After Trump announced his intent to withdraw from the Paris climate agreement, Conservation International–like other nonprofits–saw a surge in interest from people wanting to know how they could act while the government slowed or stopped progress. A revamped carbon calculator is designed to help: answer a few questions about your daily life, and it uses up-to-date data to tell you your carbon footprint, clearly see what you might be able to change, and offer you a verified way to offset your emissions.
“What we’ve really noticed lately is that climate change has really become a personal issue for people,” says Shyla Raghav, climate change lead at Conservation International. “It’s no longer someone else’s problem. There’s a recognition that we all have a role to play. By having access to this information, it empowers each of us to make decisions about our daily choices and our lifestyle that will have an impact on the planet.”
The calculator, which takes only two or three minutes to use, asks questions about the type and size of home you live in (tiny apartments have smaller footprints than larger houses, unsurprisingly), energy use, recycling, diet, daily transportation, and flights. As you answer, the calculator shows a running tally of your footprint. At the end, you have the option to offset that footprint through supporting programs that reduce rates of deforestation.
One set of offsets comes from the Chyulu Hills in Kenya, an area a little bigger than Rhode Island, where protecting the forest serves multiple benefits–beyond absorbing CO2, the forest supports Kenya’s largest population of elephants and populations of critically endangered black rhinos. The offsets are verified by a third party and then available as carbon credits.

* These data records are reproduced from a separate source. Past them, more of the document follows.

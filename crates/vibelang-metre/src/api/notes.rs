//! Note, sample and rest placement for Rhai scripts.
//!
//! Every placement defaults to one note at the beat level:
//!
//! ```rhai
//! bar(|| {
//!     add_note("C4");              // one beat
//!     add_note("E4", 1, 1);        // one division below the beat
//!     add_sample("bd_haus", 0, 2, #{ amp: 0.8 });
//!     add_quaver("G4");
//!     add_rest();
//! });
//! ```

use super::helpers::{note_name, sound_options};
use super::require_performer;
use crate::rational::RationalDuration;
use crate::schedule::{self, NoteValue};
use rhai::{Dynamic, Engine, EvalAltResult, Map};

type ScriptResult<T> = Result<T, Box<EvalAltResult>>;

/// Register placement functions with the Rhai engine.
pub fn register(engine: &mut Engine) {
    engine.register_fn("add_note", |note: Dynamic| add_note(note, 0, 1, Map::new()));
    engine.register_fn("add_note", |note: Dynamic, level: i64| {
        add_note(note, level, 1, Map::new())
    });
    engine.register_fn("add_note", |note: Dynamic, level: i64, duration: i64| {
        add_note(note, level, duration, Map::new())
    });
    engine.register_fn("add_note", add_note);

    engine.register_fn("add_sample", |name: Dynamic| add_sample(name, 0, 1, Map::new()));
    engine.register_fn("add_sample", |name: Dynamic, level: i64| {
        add_sample(name, level, 1, Map::new())
    });
    engine.register_fn("add_sample", |name: Dynamic, level: i64, duration: i64| {
        add_sample(name, level, duration, Map::new())
    });
    engine.register_fn("add_sample", add_sample);

    engine.register_fn("add_rest", || add_rest(0, 1));
    engine.register_fn("add_rest", |level: i64| add_rest(level, 1));
    engine.register_fn("add_rest", add_rest);

    for value in NoteValue::ALL {
        for name in [value.us_name(), value.british_name()] {
            let name = format!("add_{}", name);
            engine.register_fn(name.as_str(), move |note: Dynamic| {
                add_note_value(note, value, Map::new())
            });
            engine.register_fn(name.as_str(), move |note: Dynamic, opts: Map| {
                add_note_value(note, value, opts)
            });
        }
    }
}

/// Play a note for `duration` notes of `level`. Returns the quarter lengths
/// it took up.
pub fn add_note(
    note: Dynamic,
    level: i64,
    duration: i64,
    opts: Map,
) -> ScriptResult<RationalDuration> {
    let performer = require_performer()?;
    let note = note_name(&note)?;
    let opts = sound_options(&opts)?;
    Ok(schedule::add_note(
        performer.as_ref(),
        &note,
        level,
        duration,
        &opts,
    )?)
}

pub fn add_sample(
    name: Dynamic,
    level: i64,
    duration: i64,
    opts: Map,
) -> ScriptResult<RationalDuration> {
    let performer = require_performer()?;
    let name = note_name(&name)?;
    let opts = sound_options(&opts)?;
    Ok(schedule::add_sample(
        performer.as_ref(),
        &name,
        level,
        duration,
        &opts,
    )?)
}

pub fn add_rest(level: i64, duration: i64) -> ScriptResult<RationalDuration> {
    let performer = require_performer()?;
    Ok(schedule::add_rest(performer.as_ref(), level, duration)?)
}

fn add_note_value(note: Dynamic, value: NoteValue, opts: Map) -> ScriptResult<RationalDuration> {
    let performer = require_performer()?;
    let note = note_name(&note)?;
    let opts = sound_options(&opts)?;
    Ok(schedule::add_note_value(
        performer.as_ref(),
        &note,
        value,
        &opts,
    )?)
}

#[cfg(test)]
mod tests {
    use crate::api::{create_engine, init_api};
    use crate::performer::{Performer, Sound, VirtualPerformer};
    use std::sync::Arc;

    fn setup() -> (Arc<VirtualPerformer>, rhai::Engine) {
        let performer = Arc::new(VirtualPerformer::new());
        init_api(performer.clone());
        (performer, create_engine())
    }

    #[test]
    fn test_shorthands_in_both_spellings() {
        let (performer, engine) = setup();
        engine
            .run(
                r#"
                use_metre("4/4");
                bar(|| {
                    add_crotchet("C4");
                    add_8th("D4");
                    add_quaver("E4", #{ amp: 0.25 });
                    add_half("F4");
                });
                bar(|| add_semibreve(67));
                "#,
            )
            .unwrap();

        let beats: Vec<f64> = performer.events().iter().map(|e| e.beat).collect();
        assert_eq!(beats, vec![0.0, 1.0, 1.5, 2.0, 4.0]);
        let events = performer.events();
        assert_eq!(events[2].options.get("amp"), Some(&0.25));
        assert_eq!(events[4].sound, Sound::Note("67".to_string()));
        assert!((performer.current_beat() - 8.0).abs() < 1e-12);
    }

    #[test]
    fn test_default_arguments() {
        let (performer, engine) = setup();
        let used: String = engine
            .eval(
                r#"
                use_metre("3/4");
                let used = [];
                bar(|| {
                    used.push(add_note("C4").to_string());
                    used.push(add_sample(":elec_blip", 1).to_string());
                    used.push(add_rest(1).to_string());
                    used.push(add_note("C4", 2, 2, #{ release: 1 }).to_string());
                });
                used.reduce(|sum, x| sum + " " + x, "")
                "#,
            )
            .unwrap();
        assert_eq!(used.trim(), "1 1/2 1/2 1/2");

        let events = performer.events();
        assert_eq!(events.len(), 3);
        assert_eq!(events[1].sound, Sound::Sample("elec_blip".to_string()));
        assert_eq!(events[2].beat, 2.0);
        assert_eq!(events[2].options.get("release"), Some(&1.0));
    }

    #[test]
    fn test_bad_option_value() {
        let (_, engine) = setup();
        let err = engine
            .run(
                r#"
                use_metre("2/4");
                bar(|| add_note("C4", 0, 1, #{ synth: "saw" }));
                "#,
            )
            .unwrap_err();
        assert!(err.to_string().contains("must be a number"), "{err}");
    }

    #[test]
    fn test_overflow_reported() {
        let (_, engine) = setup();
        let err = engine
            .run(
                r#"
                use_metre("2/4");
                bar(|| add_whole("C4"));
                "#,
            )
            .unwrap_err();
        assert!(err.to_string().contains("Bar overflow"), "{err}");
    }
}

A large part of that change, of course, needs to happen at national and international scale. But while someone can’t individually shift the entire power grid to renewables–beyond the role they can play as voters–the calculator recognizes that individual actions do have some impact. In some cases, individual actions could have an impact more quickly than larger-scale change: someone can decide to start taking public transit instead of driving today.